The whole listing below needs to be retyped without a single change.

**Records:**

· · ·

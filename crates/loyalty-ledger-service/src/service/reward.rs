//! 奖励计算
//!
//! 百分比规则：`round_half_up(base * reward_value, 2)`，reward_value 为小数（0.10 = 10%），
//! base 优先取小计。固定规则直接取 reward_value。消耗方向存为负数。

use rust_decimal::Decimal;

use crate::models::{EvidenceFacts, RewardKind, Rule, RuleDirection, round_money};

/// 奖励绝对值，不小于 0
pub fn compute_reward(rule: &Rule, facts: &EvidenceFacts) -> Decimal {
    let raw = match rule.reward_kind {
        RewardKind::Percentage => facts.base() * rule.reward_value,
        RewardKind::Fixed => rule.reward_value,
    };
    round_money(raw.max(Decimal::ZERO))
}

/// 写入流水的带符号金额
pub fn signed_amount(rule: &Rule, facts: &EvidenceFacts) -> Decimal {
    let reward = compute_reward(rule, facts);
    match rule.direction {
        RuleDirection::Earn => reward,
        RuleDirection::Burn => -reward,
    }
}
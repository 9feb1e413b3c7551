//! 优惠券 API 处理器

use axum::extract::State;
use axum::Json;
use loyalty_ledger::{Coupon, LedgerReceipt};
use validator::Validate;

use crate::dto::{ApiResponse, RedeemCouponRequest, ReserveCouponRequest};
use crate::error::Result;
use crate::extract::{ApiJson, Scope};
use crate::state::AppState;

/// 核销优惠券
///
/// POST /api/v1/coupons/redeem
pub async fn redeem(
    Scope(scope): Scope,
    State(state): State<AppState>,
    ApiJson(req): ApiJson<RedeemCouponRequest>,
) -> Result<Json<ApiResponse<LedgerReceipt>>> {
    req.validate()?;

    let receipt = state
        .ledger
        .redeem_coupon(scope, &req.customer_id, &req.code, &req.order)
        .await?;
    Ok(Json(ApiResponse::success(receipt)))
}

/// 为订单预留优惠券
///
/// POST /api/v1/coupons/reserve
pub async fn reserve(
    Scope(scope): Scope,
    State(state): State<AppState>,
    ApiJson(req): ApiJson<ReserveCouponRequest>,
) -> Result<Json<ApiResponse<Coupon>>> {
    req.validate()?;

    let coupon = state
        .ledger
        .reserve_coupon(scope, &req.customer_id, &req.code, &req.order_id)
        .await?;
    Ok(Json(ApiResponse::success(coupon)))
}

· · ·

**Response to this exercise:**
filename crates/loyalty-ledger-service/src/service/reward.rs
//! 奖励计算
//!
//! 百分比规则：`round_half_up(base * reward_value, 2)`，reward_value 为小数（0.10 = 10%），
//! base 优先取小计。固定规则直接取 reward_value。消耗方向存为负数。

use rust_decimal::Decimal;

use crate::models::{EvidenceFacts, RewardKind, Rule, RuleDirection, round_money};

/// 奖励绝对值，不小于 0
pub fn compute_reward(rule: &Rule, facts: &EvidenceFacts) -> Decimal {
    let raw = match rule.reward_kind {
        RewardKind::Percentage => facts.base() * rule.reward_value,
        RewardKind::Fixed => rule.reward_value,
    };
    round_money(raw.max(Decimal::ZERO))
}

/// 写入流水的带符号金额
pub fn signed_amount(rule: &Rule, facts: &EvidenceFacts) -> Decimal {
    let reward = compute_reward(rule, facts);
    match rule.direction {
        RuleDirection::Earn => reward,
        RuleDirection::Burn => -reward,
    }
}
repository 9feb1e413b3c7551
//! 优惠券 API 处理器

use axum::extract::State;
use axum::Json;
use loyalty_ledger::{Coupon, LedgerReceipt};
use validator::Validate;

use crate::dto::{ApiResponse, RedeemCouponRequest, ReserveCouponRequest};
use crate::error::Result;
use crate::extract::{ApiJson, Scope};
use crate::state::AppState;

/// 核销优惠券
///
/// POST /api/v1/coupons/redeem
pub async fn redeem(
    Scope(scope): Scope,
    State(state): State<AppState>,
    ApiJson(req): ApiJson<RedeemCouponRequest>,
) -> Result<Json<ApiResponse<LedgerReceipt>>> {
    req.validate()?;

    let receipt = state
        .ledger
        .redeem_coupon(scope, &req.customer_id, &req.code, &req.order)
        .await?;
    Ok(Json(ApiResponse::success(receipt)))
}

/// 为订单预留优惠券
///
/// POST /api/v1/coupons/reserve
pub async fn reserve(
    Scope(scope): Scope,
    State(state): State<AppState>,
    ApiJson(req): ApiJson<ReserveCouponRequest>,
) -> Result<Json<ApiResponse<Coupon>>> {
    req.validate()?;

    let coupon = state
        .ledger
        .reserve_coupon(scope, &req.customer_id, &req.code, &req.order_id)
        .await?;
    Ok(Json(ApiResponse::success(coupon)))
}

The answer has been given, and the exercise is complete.